Forget everything you think you know about sambuca
When you think of sambuca, the chances are you imagine sticky shots in a dark nightclub, that one friend who insists on buying a round after everyone has already had too much, dizziness, nausea, hangovers.
Sambuca has a place in the British psyche alongside Jagermeister and tequila as a drink of debauchery and trouble.
But there’s another side to sambuca, a more thoughtful, balanced and debonair side. Elderflower and coffee, for instance, are the traditional accompaniment to the anise flavoured Italian digestif, a cousin of Ricard, pastis and ouzo. Indeed, “Sambucus” is Latin for elderberry.
Sambuca is made from star anise, elderflower and sugar. It was first created in Civitavecchia, north-west of Rome, by Luigi Manzi around 1851.
Served neat on the rocks, it should be drunk after coffee as an “ammazzacaffe” or added instead of sugar in a caffe corretto. Seven coffee beans, representing the seven hills of Rome, should be lined up beside the drinker. A shot with one bean is called “con la mosca”, meaning “with the fly”. Three beans represent health, happiness and prosperity and the shot may be ignited to toast the coffee beans.
Founded in 1945 , Molinari is the best known sambuca brand. As well as the super-premium Molinari Extra, the Civitavecchia-based company also owns the popular Italian brand Limoncello Di Capri. The family-owned Italian brand is Rome’s only remaining spirit producer.

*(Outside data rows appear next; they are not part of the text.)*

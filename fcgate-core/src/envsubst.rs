use anyhow::{anyhow, Result};
use regex::Regex;
use std::env;
use std::sync::OnceLock;

fn placeholder_regex() -> Result<&'static Regex> {
    static RE: OnceLock<Regex> = OnceLock::new();
    if let Some(re) = RE.get() {
        return Ok(re);
    }
    let re = Regex::new(r"\$\{([A-Za-z_][A-Za-z0-9_]*)(?::-(.*?))?\}")?;
    Ok(RE.get_or_init(|| re))
}

/// Expands `${NAME}` and `${NAME:-fallback}` placeholders from the process
/// environment. A missing variable without a fallback is an error.
pub fn expand_env(input: &str) -> Result<String> {
    let re = placeholder_regex()?;
    let mut out = String::with_capacity(input.len());
    let mut last = 0;
    for caps in re.captures_iter(input) {
        let (Some(whole), Some(key)) = (caps.get(0), caps.get(1)) else {
            return Err(anyhow!("envsubst capture error"));
        };
        out.push_str(&input[last..whole.start()]);
        let key = key.as_str();
        let value = match env::var(key) {
            Ok(v) => v,
            Err(_) => match caps.get(2) {
                Some(fallback) => fallback.as_str().to_string(),
                None => return Err(anyhow!("missing environment variable: {}", key)),
            },
        };
        out.push_str(&value);
        last = whole.end();
    }
    out.push_str(&input[last..]);
    Ok(out)
}
use anyhow::Result;
use async_trait::async_trait;
use hyper::{Body, Request, Response};
use std::net::SocketAddr;
use std::sync::Arc;

/// Facts about the downstream connection a request arrived on.
#[derive(Debug, Clone, Copy, Default)]
pub struct ConnInfo {
    pub remote_addr: Option<SocketAddr>,
    pub local_addr: Option<SocketAddr>,
    pub tls: bool,
}

/// Anything that can answer an HTTP request: a FastCGI server or a balancer
/// over other handlers.
#[async_trait]
pub trait Handler: Send + Sync {
    async fn serve(&self, req: Request<Body>, conn: ConnInfo) -> Result<Response<Body>>;
}

pub type SharedHandler = Arc<dyn Handler>;
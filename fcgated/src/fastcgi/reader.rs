use super::error::FastCgiError;
use super::pool::{Pool, PoolConn};
use super::proto::{EndRequestBody, RecordHeader, RecordType, FCGI_NULL_REQUEST_ID, HEADER_LEN};
use bytes::{Bytes, BytesMut};
use std::io;
use std::sync::Arc;
use tracing::warn;

const MAX_STDERR_BYTES: usize = 1024 * 1024;
const READ_CHUNK_BYTES: usize = 32 * 1024;

#[derive(Debug, Clone, Copy, PartialEq, Eq)]
enum ReadState {
    /// Next bytes on the wire are a record header.
    Header,
    /// Inside a STDOUT record: `remaining` content bytes, then `padding`.
    Content { remaining: usize, padding: u8 },
}

/// STDOUT of one FastCGI request as a pull stream. STDERR is collected on the
/// side. The connection goes back to the pool only when END_REQUEST was read
/// in full; any other way of finishing closes it.
pub struct FastCgiResponse {
    conn: Option<PoolConn>,
    pool: Arc<Pool>,
    state: ReadState,
    stderr: BytesMut,
    drained: bool,
    log_stderr: bool,
    failed: bool,
}

impl FastCgiResponse {
    pub(crate) fn new(conn: PoolConn, pool: Arc<Pool>, log_stderr: bool) -> Self {
        Self {
            conn: Some(conn),
            pool,
            state: ReadState::Header,
            stderr: BytesMut::new(),
            drained: false,
            log_stderr,
            failed: false,
        }
    }

    /// Next piece of STDOUT, or `None` once END_REQUEST arrived.
    pub async fn next_chunk(&mut self) -> Result<Option<Bytes>, FastCgiError> {
        if self.drained {
            return Ok(None);
        }
        if self.failed || self.conn.is_none() {
            return Err(FastCgiError::Io(io::Error::new(
                io::ErrorKind::BrokenPipe,
                "FastCGI response already closed",
            )));
        }
        match self.advance().await {
            Ok(Some(chunk)) => Ok(Some(chunk)),
            Ok(None) => {
                self.drained = true;
                self.finish();
                Ok(None)
            }
            Err(err) => {
                self.failed = true;
                self.finish();
                Err(err)
            }
        }
    }

    /// Reads the whole remaining STDOUT.
    pub async fn read_to_end(&mut self) -> Result<Bytes, FastCgiError> {
        let mut out = BytesMut::new();
        while let Some(chunk) = self.next_chunk().await? {
            out.extend_from_slice(&chunk);
        }
        Ok(out.freeze())
    }

    pub fn is_drained(&self) -> bool {
        self.drained
    }

    /// STDERR captured so far, at most 1 MiB.
    pub fn stderr(&self) -> &[u8] {
        &self.stderr
    }

    /// Releases the connection when drained, closes it otherwise. Dropping the
    /// response has the same effect.
    pub fn close(mut self) {
        self.finish();
    }

    fn finish(&mut self) {
        let Some(conn) = self.conn.take() else {
            return;
        };
        if self.log_stderr && !self.stderr.is_empty() {
            warn!(
                upstream = %self.pool.addr(),
                request_id = conn.request_id(),
                fastcgi_stderr = %String::from_utf8_lossy(&self.stderr),
                "FastCGI backend stderr"
            );
        }
        if self.drained {
            self.pool.release(conn);
        } else {
            self.pool.close(conn);
        }
    }

    async fn advance(&mut self) -> Result<Option<Bytes>, FastCgiError> {
        let conn = self.conn.as_mut().ok_or(FastCgiError::Truncated("response stream"))?;
        loop {
            match self.state {
                ReadState::Content {
                    remaining: 0,
                    padding,
                } => {
                    conn.discard(padding as usize).await?;
                    self.state = ReadState::Header;
                }
                ReadState::Content { remaining, padding } => {
                    let mut buf = BytesMut::zeroed(remaining.min(READ_CHUNK_BYTES));
                    let n = conn.read_some(&mut buf).await?;
                    buf.truncate(n);
                    self.state = ReadState::Content {
                        remaining: remaining - n,
                        padding,
                    };
                    return Ok(Some(buf.freeze()));
                }
                ReadState::Header => {
                    let mut raw = [0u8; HEADER_LEN];
                    conn.read_exact(&mut raw).await?;
                    let header = RecordHeader::decode(&raw)?;
                    let expected = conn.request_id();
                    if header.request_id != expected
                        && header.request_id != FCGI_NULL_REQUEST_ID
                    {
                        return Err(FastCgiError::UnexpectedRequestId {
                            expected,
                            got: header.request_id,
                        });
                    }
                    let len = header.content_length as usize;
                    match header.kind() {
                        Some(RecordType::Stdout) => {
                            self.state = ReadState::Content {
                                remaining: len,
                                padding: header.padding_length,
                            };
                        }
                        Some(RecordType::Stderr) => {
                            let mut content = vec![0u8; len];
                            conn.read_exact(&mut content).await?;
                            conn.discard(header.padding_length as usize).await?;
                            let room = MAX_STDERR_BYTES.saturating_sub(self.stderr.len());
                            let take = room.min(content.len());
                            self.stderr.extend_from_slice(&content[..take]);
                        }
                        Some(RecordType::EndRequest) => {
                            if len < EndRequestBody::LEN {
                                return Err(FastCgiError::Truncated("end-request body"));
                            }
                            let mut content = vec![0u8; len];
                            conn.read_exact(&mut content).await?;
                            let end = EndRequestBody::decode(&content)?;
                            if !end.is_complete() {
                                return Err(FastCgiError::EndRequestNotComplete {
                                    app_status: end.app_status,
                                    protocol_status: end.protocol_status,
                                });
                            }
                            conn.discard(header.padding_length as usize).await?;
                            return Ok(None);
                        }
                        _ => return Err(FastCgiError::UnexpectedRecordType(header.record_type)),
                    }
                }
            }
        }
    }
}

impl Drop for FastCgiResponse {
    fn drop(&mut self) {
        self.finish();
    }
}
//! FastCGI responder client: wire codec, bounded connection pool, request
//! writer and response demultiplexer.

mod client;
mod error;
mod pool;
pub mod proto;
mod reader;

pub use client::{Client, ClientSettings, FastCgiRequest, Params};
pub use error::FastCgiError;
pub use pool::{
    Pool, PoolConn, PoolSettings, UpstreamAddr, ACQUIRE_TIMEOUTS_METRIC, LIVE_CONNECTIONS_METRIC,
};
pub use reader::FastCgiResponse;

Manzi said he named the drink after the “sambuchelli” watermen who worked between Ischia island and Naples. Such is its prestige in its home country, Sambuca, whose most famous fan was Frank Sinatra, is the only brand in Italy allowed to have “Extra” after its name.
Dr John Walters’s English Spirit makes scratch-distilled, 42% abv English Sambuca. “One of the key things that makes this sambuca special is the base spirit: we’ve opted for the rarely encountered, traditional route of using an elderberry eau de vie rather than neutral grain spirit as a base. The difference is obvious in the smoothness, mouthfeel, and intensity of flavour.”
Dr Walters was one of the UK’s first premium craft distillers. In 2012, he launched the country’s first rum, Old Salt Rum, named after the salt depot in Dullingham, Cambridgeshire where he had his first distillery. As business boomed and the business expanded, he moved to Great Yeldham Hall in Essex and is opening a new distillery at Treguddick Manor, near Launceston in Cornwall.
“With no need to mask a fiery base spirit, we add just the right amount of star anise into the still, which means extracting all the flavours we want, without going so far as to leach out the undesirable bits like tannins and bitter oils. Finally, we add English sugar; just enough to enhance the intrinsic flavours and bolster the luscious mouthfeel. It should revolutionise what many think about aniseed and convert them to staring at the melting ice and the lovely pearlescent haze.”
Walters explains that aperitifs drive our blood sugar down and reduce hunger pangs. A digestif is also said to assist with the emulsification of fats in meals to aid digestion. “It’s great paired with Welsh lamb to settle the stomach. Basting the lamb with a few coatings of English Sambuca, mixed with chopped lavender and rosemary, makes for a cracking meal.”
And what about setting it on fire? “Burning it seems a complete waste to me. As well as a significant risk to one’s safety.”